Brazil’s environment minister is battling recent legislation that could gut national environmental protection rules, three months before the country hosts the world’s most important climate negotiations.

Marina Silva said the bill — rammed through congress by the powerful farming lobby late at night before a summer recess — represents the biggest potential setback to environmental protection in Brazil in four decades.

“The world today doesn’t need less environmental protection, it needs more protection,” she told the Financial Times in an interview at her ministry. “Brazil has already shown that it is possible to develop and protect at the same time.”

The law’s provisions, some of which were inserted at the last minute, would allow the fast-tracking of approval for projects deemed nationally strategic. Medium-sized projects with a medium environmental impact could be self-certified, as could many farming proposals.

At stake is not only the Brazilian environment but also the country’s international reputation ahead of the UN COP30 climate summit in November in the Amazonian city of Belém. 

Silva said “it certainly worries us” that the newly passed legislation conflicts with environmental obligations under a landmark trade treaty awaiting ratification between the Mercosur bloc of Latin American countries and the EU, a view confirmed by EU officials. “This law is really not helpful,” one European diplomat said.

UN human rights experts have called on President Luiz Inácio Lula da Silva to veto parts of the bill.

But Silva said the government planned instead to propose changes before an August 8 deadline for presidential approval, and negotiate revised legislation with congress to find a compromise. 

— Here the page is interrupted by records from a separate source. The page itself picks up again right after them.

use std::time::Duration;

use backon::Retryable;
use tokio::time::timeout;

use crate::robust_provider::{
    Error, HealthRegistry, JitteredBackoffBuilder, health::Outcome,
};

/// Default per-attempt timeout.
pub const DEFAULT_CALL_TIMEOUT: Duration = Duration::from_secs(20);
/// Default number of retries after the first attempt.
pub const DEFAULT_MAX_RETRIES: usize = 3;
/// Default base delay between retries.
pub const DEFAULT_BASE_DELAY: Duration = Duration::from_secs(1);

/// How many times to retry a call, and how long to wait before the first retry.
#[derive(Debug, Clone, Copy, PartialEq, Eq)]
pub struct RetryPolicy {
    pub max_retries: usize,
    pub base_delay: Duration,
}

impl RetryPolicy {
    /// Subscription liveness probe.
    pub const LIVENESS: RetryPolicy = RetryPolicy::new(1, Duration::from_millis(2000));
    /// Block height lookups while polling.
    pub const POLL_BLOCK_NUMBER: RetryPolicy = RetryPolicy::new(1, Duration::from_millis(1000));
    /// Log range fetches while polling.
    pub const POLL_LOGS: RetryPolicy = RetryPolicy::new(1, Duration::from_millis(3000));
    /// `supportsInterface` and `name` probes during enrichment.
    pub const CONTRACT_PROBE: RetryPolicy = RetryPolicy::new(1, Duration::from_millis(1000));

    #[must_use]
    pub const fn new(max_retries: usize, base_delay: Duration) -> Self {
        Self { max_retries, base_delay }
    }

    /// A single attempt with no retries.
    #[must_use]
    pub const fn fragile() -> Self {
        Self::new(0, Duration::ZERO)
    }

    #[must_use]
    pub fn backoff(&self) -> JitteredBackoffBuilder {
        JitteredBackoffBuilder::new(self.base_delay, self.max_retries)
    }
}

impl Default for RetryPolicy {
    fn default() -> Self {
        Self::new(DEFAULT_MAX_RETRIES, DEFAULT_BASE_DELAY)
    }
}

/// Runs endpoint calls with a per-attempt timeout and jittered exponential backoff.
///
/// Only rate limits, timeouts and transport faults are retried; anything else is returned straight
/// away. When a [`HealthRegistry`] is attached, the outcome of every attempt is reported against
/// the endpoint the call was made to.
#[derive(Debug, Clone)]
pub struct RetryExecutor {
    registry: Option<HealthRegistry>,
    call_timeout: Duration,
}

impl Default for RetryExecutor {
    fn default() -> Self {
        Self::new(DEFAULT_CALL_TIMEOUT)
    }
}

impl RetryExecutor {
    #[must_use]
    pub fn new(call_timeout: Duration) -> Self {
        Self { registry: None, call_timeout }
    }

    #[must_use]
    pub fn with_registry(mut self, registry: HealthRegistry) -> Self {
        self.registry = Some(registry);
        self
    }

    #[must_use]
    pub fn call_timeout(&self) -> Duration {
        self.call_timeout
    }

    /// Execute `operation` against `endpoint` under `policy`.
    ///
    /// # Errors
    ///
    /// Returns the error of the last attempt once the retry budget is spent, or the first
    /// non-retryable error. [`Error::is_rate_limit`] tells callers whether throttling was the
    /// cause.
    pub async fn execute<T, F, Fut>(
        &self,
        endpoint: &str,
        operation: &'static str,
        policy: RetryPolicy,
        mut call: F,
    ) -> Result<T, Error>
    where
        F: FnMut() -> Fut,
        Fut: Future<Output = Result<T, Error>>,
    {
        let call_timeout = self.call_timeout;
        let registry = self.registry.as_ref();

        let result = (|| {
            let attempt = call();
            async move {
                let result = match timeout(call_timeout, attempt).await {
                    Ok(result) => result,
                    Err(elapsed) => Err(elapsed.into()),
                };
                if let Some(registry) = registry {
                    registry.report(endpoint, Outcome::of(&result));
                }
                result
            }
        })
        .retry(policy.backoff())
        .when(Error::is_retryable)
        .notify(|err: &Error, delay: Duration| {
            warn!(
                url = %endpoint,
                operation = operation,
                rate_limited = err.is_rate_limit(),
                error = %err,
                "Call failed, retrying after {:?}", delay
            );
        })
        .sleep(tokio::time::sleep)
        .await;

        if let Err(err) = &result {
            debug!(url = %endpoint, operation = operation, error = %err, "Call gave up");
        }
        result
    }
}

#[cfg(test)]
mod tests {
    use super::*;
    use crate::robust_provider::{EndpointStatus, FailureKind, TransportKind};
    use alloy::transports::{RpcError, TransportErrorKind};
    use std::sync::atomic::{AtomicUsize, Ordering};

    const URL: &str = "https://rpc.test";

    fn registry() -> HealthRegistry {
        HealthRegistry::new(&[], &[URL.to_string()], Duration::from_secs(120))
    }

    fn network_error() -> Error {
        RpcError::Transport(TransportErrorKind::BackendGone).into()
    }

    fn rate_limited() -> Error {
        TransportErrorKind::custom_str("429 Too Many Requests").into()
    }

    #[tokio::test(start_paused = true)]
    async fn succeeds_on_first_attempt() {
        let executor = RetryExecutor::default().with_registry(registry());
        let calls = AtomicUsize::new(0);

        let result = executor
            .execute(URL, "test", RetryPolicy::default(), || async {
                calls.fetch_add(1, Ordering::SeqCst);
                Ok::<_, Error>(7)
            })
            .await;

        assert!(matches!(result, Ok(7)));
        assert_eq!(calls.load(Ordering::SeqCst), 1);
    }

    #[tokio::test(start_paused = true)]
    async fn retries_network_errors_until_success() {
        let registry = registry();
        let executor = RetryExecutor::default().with_registry(registry.clone());
        let calls = AtomicUsize::new(0);

        let result = executor
            .execute(URL, "test", RetryPolicy::default(), || async {
                match calls.fetch_add(1, Ordering::SeqCst) {
                    0 | 1 => Err(network_error()),
                    n => Ok(n),
                }
            })
            .await;

        assert!(matches!(result, Ok(2)));
        let health = registry.get(URL).unwrap();
        assert_eq!(health.total_failures, 2);
        assert_eq!(health.consecutive_failures, 0);
        assert_eq!(health.status, EndpointStatus::Active);
    }

    #[tokio::test(start_paused = true)]
    async fn gives_up_after_budget_and_keeps_last_error() {
        let executor = RetryExecutor::default();
        let calls = AtomicUsize::new(0);

        let result: Result<(), Error> = executor
            .execute(URL, "test", RetryPolicy::new(2, Duration::from_millis(10)), || async {
                calls.fetch_add(1, Ordering::SeqCst);
                Err(rate_limited())
            })
            .await;

        let err = result.unwrap_err();
        assert!(err.is_rate_limit());
        assert_eq!(calls.load(Ordering::SeqCst), 3);
    }

    #[tokio::test(start_paused = true)]
    async fn non_retryable_errors_abort_immediately() {
        let executor = RetryExecutor::default();
        let calls = AtomicUsize::new(0);

        let result: Result<(), Error> = executor
            .execute(URL, "test", RetryPolicy::default(), || async {
                calls.fetch_add(1, Ordering::SeqCst);
                Err(Error::CallException("execution reverted".into()))
            })
            .await;

        assert!(matches!(result, Err(Error::CallException(_))));
        assert_eq!(calls.load(Ordering::SeqCst), 1);
    }

    #[tokio::test(start_paused = true)]
    async fn each_attempt_carries_its_own_timeout() {
        let registry = registry();
        let executor =
            RetryExecutor::new(Duration::from_millis(50)).with_registry(registry.clone());
        let calls = AtomicUsize::new(0);

        let result = executor
            .execute(URL, "test", RetryPolicy::new(1, Duration::from_millis(10)), || async {
                if calls.fetch_add(1, Ordering::SeqCst) == 0 {
                    tokio::time::sleep(Duration::from_millis(100)).await;
                }
                Ok::<_, Error>("late")
            })
            .await;

        assert!(matches!(result, Ok("late")));
        assert_eq!(registry.get(URL).unwrap().total_failures, 1);
    }

    #[tokio::test(start_paused = true)]
    async fn rate_limited_attempt_puts_endpoint_in_cooldown() {
        let registry = registry();
        let executor = RetryExecutor::default().with_registry(registry.clone());

        let _ = executor
            .execute(URL, "test", RetryPolicy::fragile(), || async {
                Err::<(), _>(rate_limited())
            })
            .await;

        assert_eq!(registry.get(URL).unwrap().status, EndpointStatus::Cooldown);
        assert!(registry.eligible(TransportKind::Polling).is_empty());
        assert_eq!(rate_limited().kind(), FailureKind::RateLimit);
    }
}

“I always believe in the power of dialogue,” she said. “Society is highly mobilised to get the changes which will be made by the federal government [to the bill] accepted by congress.”

Silva’s strategy is also an admission of the political reality. The law passed the lower house in mid-July by 267 votes to 116 — a majority of more than the two-thirds needed for legislators to override a presidential veto. Officials at her ministry admit it would be “very difficult” to veto the entire bill.

Greenpeace says “the bill opens the door to illegal expansion [of agribusiness], fuels forest destruction, and exacerbates the climate crisis”, adding that it “could lead to a deforestation explosion”.

Indigenous communities are alarmed that environmental reserves that are in the process of being demarcated, a process that can last many years, would have their protection removed.  

In the village of Sawré Muybu, in the Amazonian state of Pará, the bill’s passage was met with dismay by Juarez Saw, cacique, or local leader, of the Munduruku people.

The territory is in the process of being demarcated as an indigenous reserve, but locals complain of intrusions by unlicensed loggers and mercury contamination from illegal gold mining.

“[The law] is our biggest worry right now. We fear it will facilitate more invasions and companies entering the territory,” said Saw. “This thinking will end the Amazon,” he added. “The people there in Congress are blind.”

The law has also fuelled criticisms of Lula’s administration by environmental activists for increasing domestic fossil fuel extraction at the same time as the country is seeking to play a global climate leadership role.

Marina SilvaEnvironment minister Marina Silva: ‘The world today doesn’t need less environmental protection; it needs more protection’ © Bloomberg

But Silva argued that those hoping that projects such as oil drilling in the mouth of the Amazon river basin could now speed ahead without environmental assessment were mistaken.

“According to my understanding this is an illusion because it has no legal basis and would be challenged in court,” she said. 

The same applied to the paving of the BR-319, a 1970s-era dirt highway running south-west from Manaus through the rainforest towards the border with Bolivia.

“There’s a belief among some that the BR-319 could avoid environmental licensing which . . . has no legal basis because it’s a high impact project which will need very rigorous governance and state presence,” she said.

Silva aims to convince legislators that inviting legal challenges is not in the interests of those pushing for easier approvals. 

The minister noted the Amazon, the world’s largest remaining rainforest, was already suffering from the effects of climate change.

“For the first time, deforestation due to fire was greater than deforestation through clear cutting,” she said. “We are succeeding . . . in containing the cutting down of forest but we aren’t managing to deal with the consequences of higher temperatures which are leading the forest to lose humidity.”

Silva has resigned before from a Lula government, stepping down in 2008 after complaining of the difficulty of implementing a green agenda.

This time, she said, is different because of Lula’s personal commitment to ending deforestation by 2030 and setting more ambitious climate targets for Brazil. “President Lula has put down a lot of ‘green lines’, which give me the comfort to continue serving the government,” she said. 

Despite her uphill fight against a sceptical congress, some of whose members have insulted her, Silva said she believed in engagement rather than condemnation.

“For a democrat who believes that things are resolved through convincing people, even in hostile situation, we have to persist,” she said.

“For me, protecting the environment is not being against development. It is being in favour of development which lasts, development which takes account of the reality of nature’s laws.”